Is questioning the cost to the public of an out-of-protocol funeral appropriate? Same goes for asking a guy battling cancer if he was healthy enough to run for the top job in the land? Seemed like a fair question last spring.

Six months later, had Layton won the election, we would be without a prime minister right now and perhaps have a former separatist as interim leader?

People seem uncomfortable with tough questions concerning popular Layton. So many — foes as well as friends — liked and respected the NDP leader and former Toronto councillor — myself included. Even Prime Minister Stephen Harper succumbed to the emotion by offering Layton’s grieving widow, MP Olivia Chow, the state funeral.

In Great Britain such a gesture would require a vote in parliament. But imagine how the left would have vilified Harper had he chosen to do that? Either way is it how taxpayer’s money should be spent?

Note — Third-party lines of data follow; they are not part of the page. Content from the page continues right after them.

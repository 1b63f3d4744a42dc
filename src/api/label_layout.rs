use crate::render::FontSpec;

/// Deterministic, backend-independent width estimate for one label.
///
/// Replaces live text measurement so layout stays identical across backends
/// and in headless tests.
pub(super) fn estimate_label_text_width_px(text: &str, font: &FontSpec) -> f64 {
    let units = text.chars().fold(0.0, |acc, ch| {
        acc + match ch {
            '0'..='9' => 0.62,
            '/' | ':' => 0.36,
            '.' | ',' => 0.34,
            '-' | '+' => 0.42,
            ' ' => 0.33,
            _ => 0.58,
        }
    });
    let weight_factor = if font.weight >= 600 { 1.05 } else { 1.0 };
    (units * font.size_px * weight_factor).max(font.size_px)
}

/// Bounding box of a reference axis label in the configured font.
#[derive(Debug, Clone, Copy, PartialEq)]
pub(super) struct LabelMetrics {
    pub width: f64,
    pub height: f64,
}

impl LabelMetrics {
    /// Measures a representative `MM/DD` label; all axis labels share its box.
    pub(super) fn measure(font: &FontSpec) -> Self {
        Self {
            width: estimate_label_text_width_px("00/00", font),
            height: font.size_px * 1.2,
        }
    }
}

/// Minute step between horizontal gridlines, in multiples of 10, chosen so
/// the rendered labels fit the available vertical space.
pub(super) fn value_axis_step(max_value: f64, chart_height: f64, label_height: f64) -> f64 {
    let num_labels = max_value / 10.0;
    let desired_num_labels = chart_height / (label_height + 24.0);
    if !desired_num_labels.is_finite() || desired_num_labels <= 0.0 {
        return max_value.max(10.0);
    }
    ((num_labels / desired_num_labels).ceil() * 10.0).max(10.0)
}

/// Index stride between x-axis date labels so neighboring labels never
/// overlap the measured label box.
pub(super) fn date_label_stride(label_width: f64, full_bar_width: f64) -> usize {
    let full_label_width = label_width + 24.0;
    let stride = (full_label_width / full_bar_width).ceil();
    if stride.is_finite() && stride >= 1.0 {
        stride as usize
    } else {
        1
    }
}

Before you dismiss the question as heartless, consider the potential precedent setting cost. Layton was just recently elected opposition leader. We question government spending on everything bike lanes to fighter jets. Is there a limit to our probing of how public funds are spent?

For example, Layton was never prime minister or a cabinet minister or even a municipal mayor. He never held any in-power positions and certainly was not the pope, king, saint or John Lennon that some on the left want to anoint him in their quest to create a martyr.

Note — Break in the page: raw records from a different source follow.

//! Recurrent cell math: GRU and LSTM gated updates.
//!
//! Weight layout matches the RTNeural JSON convention: `w_ih` is
//! `[gates * HIDDEN, INPUT]` (input-to-hidden), `w_hh` is
//! `[gates * HIDDEN, HIDDEN]` (hidden-to-hidden), and `bias` is
//! `[gates * HIDDEN]` — the input-side and recurrent-side bias vectors the
//! JSON stores separately are summed once at load time since the cell always
//! uses them additively. Gate order is `[z, r, n]` for GRU and `[i, f, g, o]`
//! for LSTM.

use ampcore_dsp::flush_denormal;
use libm::{expf, tanhf};

/// Which recurrent cell type a model variant's weights were trained for.
#[derive(Debug, Clone, Copy, PartialEq, Eq)]
pub enum CellKind {
    /// Gated recurrent unit: 3 gates per hidden unit, no separate cell state.
    Gru,
    /// Long short-term memory: 4 gates per hidden unit, plus a cell state.
    Lstm,
}

impl CellKind {
    /// Number of gates this cell type computes per hidden unit.
    pub const fn gate_count(self) -> usize {
        match self {
            CellKind::Gru => 3,
            CellKind::Lstm => 4,
        }
    }
}

#[inline]
fn sigmoid(x: f32) -> f32 {
    1.0 / (1.0 + expf(-x))
}

/// A recurrent cell with `HIDDEN` hidden units and `INPUT`-dimensional input,
/// owning its own weights and running state.
#[derive(Debug, Clone)]
pub struct RecurrentCell<const INPUT: usize, const HIDDEN: usize> {
    kind: CellKind,
    /// `[gates * HIDDEN, INPUT]`, row-major.
    w_ih: Vec<f32>,
    /// `[gates * HIDDEN, HIDDEN]`, row-major.
    w_hh: Vec<f32>,
    /// `[gates * HIDDEN]`, input-side and recurrent-side biases pre-summed.
    bias: Vec<f32>,
    hidden: [f32; HIDDEN],
    cell_state: [f32; HIDDEN],
}

impl<const INPUT: usize, const HIDDEN: usize> RecurrentCell<INPUT, HIDDEN> {
    /// Build a cell from flattened weight matrices. Panics if the slice
    /// lengths don't match `kind`'s expected gate count — this is a load-time
    /// validation, never hit on the audio thread.
    pub fn new(kind: CellKind, w_ih: Vec<f32>, w_hh: Vec<f32>, bias: Vec<f32>) -> Self {
        let gates = kind.gate_count();
        assert_eq!(w_ih.len(), gates * HIDDEN * INPUT, "w_ih size mismatch");
        assert_eq!(w_hh.len(), gates * HIDDEN * HIDDEN, "w_hh size mismatch");
        assert_eq!(bias.len(), gates * HIDDEN, "bias size mismatch");
        Self {
            kind,
            w_ih,
            w_hh,
            bias,
            hidden: [0.0; HIDDEN],
            cell_state: [0.0; HIDDEN],
        }
    }

    /// Reset hidden and cell state to zero.
    pub fn reset(&mut self) {
        self.hidden = [0.0; HIDDEN];
        self.cell_state = [0.0; HIDDEN];
    }

    /// Current hidden state.
    pub fn hidden(&self) -> &[f32; HIDDEN] {
        &self.hidden
    }

    /// Compute the pre-activation for gate `g`, hidden unit `h`: one row of
    /// `w_ih · x + w_hh · hidden + bias`.
    #[inline]
    fn gate_preactivation(&self, g: usize, h: usize, input: &[f32; INPUT]) -> f32 {
        let row = g * HIDDEN + h;
        let mut acc = self.bias[row];
        let ih_row = &self.w_ih[row * INPUT..row * INPUT + INPUT];
        for (w, x) in ih_row.iter().zip(input.iter()) {
            acc += w * x;
        }
        let hh_row = &self.w_hh[row * HIDDEN..row * HIDDEN + HIDDEN];
        for (w, h_prev) in hh_row.iter().zip(self.hidden.iter()) {
            acc += w * h_prev;
        }
        acc
    }

    /// Advance the cell by one timestep, updating `hidden` (and `cell_state`
    /// for LSTM) in place.
    pub fn step(&mut self, input: &[f32; INPUT]) {
        match self.kind {
            CellKind::Gru => self.step_gru(input),
            CellKind::Lstm => self.step_lstm(input),
        }
    }

    fn step_gru(&mut self, input: &[f32; INPUT]) {
        let mut new_hidden = [0.0f32; HIDDEN];
        for h in 0..HIDDEN {
            let z = sigmoid(self.gate_preactivation(0, h, input));
            let r = sigmoid(self.gate_preactivation(1, h, input));

            // n = tanh(Wn·x + r * (Un·h + bn)); bias for gate n is already
            // folded into the preactivation, so recompute the Un·h term alone
            // to apply r only to the recurrent contribution, matching the
            // standard GRU update (not the "reset before matmul" variant).
            let row = 2 * HIDDEN + h;
            let wn_x: f32 = self.w_ih[row * INPUT..row * INPUT + INPUT]
                .iter()
                .zip(input.iter())
                .map(|(w, x)| w * x)
                .sum();
            let un_h: f32 = self.w_hh[row * HIDDEN..row * HIDDEN + HIDDEN]
                .iter()
                .zip(self.hidden.iter())
                .map(|(w, hp)| w * hp)
                .sum();
            let n = tanhf(wn_x + r * (un_h + self.bias[row]));

            new_hidden[h] = flush_denormal((1.0 - z) * n + z * self.hidden[h]);
        }
        self.hidden = new_hidden;
    }

    fn step_lstm(&mut self, input: &[f32; INPUT]) {
        let mut new_hidden = [0.0f32; HIDDEN];
        let mut new_cell = [0.0f32; HIDDEN];
        for h in 0..HIDDEN {
            let i = sigmoid(self.gate_preactivation(0, h, input));
            let f = sigmoid(self.gate_preactivation(1, h, input));
            let g = tanhf(self.gate_preactivation(2, h, input));
            let o = sigmoid(self.gate_preactivation(3, h, input));

            new_cell[h] = flush_denormal(f * self.cell_state[h] + i * g);
            new_hidden[h] = flush_denormal(o * tanhf(new_cell[h]));
        }
        self.hidden = new_hidden;
        self.cell_state = new_cell;
    }
}

#[cfg(test)]
mod tests {
    use super::*;

    #[test]
    fn gru_zero_weights_holds_hidden_at_zero() {
        let mut cell: RecurrentCell<1, 4> = RecurrentCell::new(
            CellKind::Gru,
            vec![0.0; 3 * 4 * 1],
            vec![0.0; 3 * 4 * 4],
            vec![0.0; 3 * 4],
        );
        cell.step(&[1.0]);
        assert_eq!(*cell.hidden(), [0.0; 4]);
    }

    #[test]
    fn lstm_zero_weights_holds_hidden_at_zero() {
        let mut cell: RecurrentCell<1, 4> = RecurrentCell::new(
            CellKind::Lstm,
            vec![0.0; 4 * 4 * 1],
            vec![0.0; 4 * 4 * 4],
            vec![0.0; 4 * 4],
        );
        cell.step(&[1.0]);
        assert_eq!(*cell.hidden(), [0.0; 4]);
    }

    #[test]
    fn gru_reset_clears_state() {
        let mut cell: RecurrentCell<1, 2> = RecurrentCell::new(
            CellKind::Gru,
            vec![1.0; 3 * 2 * 1],
            vec![0.1; 3 * 2 * 2],
            vec![0.0; 3 * 2],
        );
        cell.step(&[1.0]);
        assert_ne!(*cell.hidden(), [0.0; 2]);
        cell.reset();
        assert_eq!(*cell.hidden(), [0.0; 2]);
    }

    #[test]
    fn step_produces_finite_output_for_nonzero_weights() {
        let mut cell: RecurrentCell<2, 8> = RecurrentCell::new(
            CellKind::Lstm,
            (0..4 * 8 * 2).map(|i| (i as f32 * 0.01).sin()).collect(),
            (0..4 * 8 * 8).map(|i| (i as f32 * 0.02).cos() * 0.1).collect(),
            vec![0.0; 4 * 8],
        );
        for n in 0..100 {
            cell.step(&[(n as f32 * 0.1).sin(), 0.5]);
            for &h in cell.hidden() {
                assert!(h.is_finite());
            }
        }
    }
}
//! Rational resampling for impulse responses loaded at a foreign sample rate.
//!
//! Implements polyphase FIR resampling using windowed-sinc lowpass filters with
//! Blackman windowing, supporting arbitrary P/Q rate conversion (e.g.
//! 44100 -> 48000 Hz via P=160, Q=147).
//!
//! # Theory
//!
//! Resampling by rational factor P/Q is equivalent to upsampling by P, applying
//! a lowpass filter at `min(1/P, 1/Q)` (normalized frequency), then downsampling
//! by Q. The polyphase decomposition avoids explicit zero-insertion by computing
//! only the output samples actually needed.
//!
//! Reference: P. P. Vaidyanathan, *Multirate Systems and Filter Banks*, Prentice
//! Hall, 1993, Chapter 4.

use std::f32::consts::PI;

/// Compute windowed-sinc lowpass FIR coefficients, normalized to unity DC gain.
fn design_lowpass(num_taps: usize, cutoff: f32) -> Vec<f32> {
    if num_taps == 0 {
        return Vec::new();
    }

    let m = num_taps - 1;
    let mut coeffs = Vec::with_capacity(num_taps);

    for n in 0..num_taps {
        let x = n as f32 - m as f32 / 2.0;

        let sinc = if x.abs() < 1e-7 {
            cutoff
        } else {
            (PI * cutoff * x).sin() / (PI * x)
        };

        let window = if m == 0 {
            1.0
        } else {
            let phase = 2.0 * PI * n as f32 / m as f32;
            0.42 - 0.5 * phase.cos() + 0.08 * (2.0 * phase).cos()
        };

        coeffs.push(sinc * window);
    }

    let sum: f32 = coeffs.iter().sum();
    if sum.abs() > 1e-10 {
        for c in coeffs.iter_mut() {
            *c /= sum;
        }
    }

    coeffs
}

/// Compute the greatest common divisor of two integers.
fn gcd(mut a: usize, mut b: usize) -> usize {
    while b != 0 {
        let t = b;
        b = a % b;
        a = t;
    }
    a
}

/// Rational resampling by the factor P/Q.
///
/// Converts a signal from one sample rate to another by the rational ratio
/// P/Q, where P is the upsampling factor and Q is the downsampling factor.
/// The output length is `ceil(input.len() * P / Q)`.
pub fn resample(signal: &[f32], p: usize, q: usize) -> Vec<f32> {
    assert!(p >= 1, "upsample factor P must be >= 1");
    assert!(q >= 1, "downsample factor Q must be >= 1");

    let g = gcd(p, q);
    let p = p / g;
    let q = q / g;

    if p == 1 && q == 1 {
        return signal.to_vec();
    }

    let num_taps = 4 * p.max(q) * 10 + 1;
    let cutoff = 0.9 / p.max(q) as f32;
    let prototype = design_lowpass(num_taps, cutoff);

    let out_len = (signal.len() * p).div_ceil(q);
    let taps_per_phase = num_taps.div_ceil(p);

    let mut polyphase = vec![vec![0.0f32; taps_per_phase]; p];
    for (tap_idx, &coeff) in prototype.iter().enumerate() {
        let k = tap_idx % p;
        let i = tap_idx / p;
        polyphase[k][i] = coeff;
    }

    let mut output = Vec::with_capacity(out_len);

    for m in 0..out_len {
        let full_idx = m * q;
        let n = full_idx / p;
        let k = full_idx % p;

        let sub_filter = &polyphase[k];
        let mut acc = 0.0f32;
        for (i, &coeff) in sub_filter.iter().enumerate() {
            if n >= i && (n - i) < signal.len() {
                acc += coeff * signal[n - i];
            }
        }

        output.push(acc * p as f32);
    }

    output
}

/// Resample `signal` from `from_hz` to `to_hz`, reducing the ratio to an
/// integer P/Q pair via a fixed-precision rational approximation.
///
/// Returns the signal unchanged if the two rates already match.
pub fn resample_to_rate(signal: &[f32], from_hz: u32, to_hz: u32) -> Vec<f32> {
    if from_hz == to_hz {
        return signal.to_vec();
    }
    let g = gcd(from_hz as usize, to_hz as usize);
    resample(signal, to_hz as usize / g, from_hz as usize / g)
}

There’s nothing wrong with it. But should you be paying for a portion of it?

Layton was a good man but up until now Canada did not have state funerals for opposition leaders.

Would that money be better off spent to help the homeless? Or the tornado-ravaged people of Goderich? Nobody questioned how and where to earmark Canada’s money more than Layton.

Would this funeral have been paid for by the taxpayers had it been a separatist as opposition leader like Lucien Bouchard? And in such a scenario would it be taboo to ask how much it cost us?

Certainly taxpayer’s money has been spent on other controversial events — close to $1 billion for the G8, G20 and $10-million on the Rolling Stones SARSTOCK at Downsview. But those decisions were scrutinized and criticized.

Should this one be?

Perhaps, it will be more appropriate when all the bills are in — especially if Saturday turns into a taxpayer-funded NDP rally.

Sun Media librarian Katherine Webb-Nelson found that former prime minister Pierre Elliot Trudeau’s state funeral in 2000 came in at $665,455 — including $68,000 for him to lie in state, $50,000 for a big screen at the church, more than $20,000 for thank you cards, newspaper ads and an official photographer and $46,000 for the travel costs of the pallbearers and for RCMP security overtime.

But Trudeau was prime minister for 15 years and a legend on the political landscape. Does an opposition leader of just months deserve the same treatment?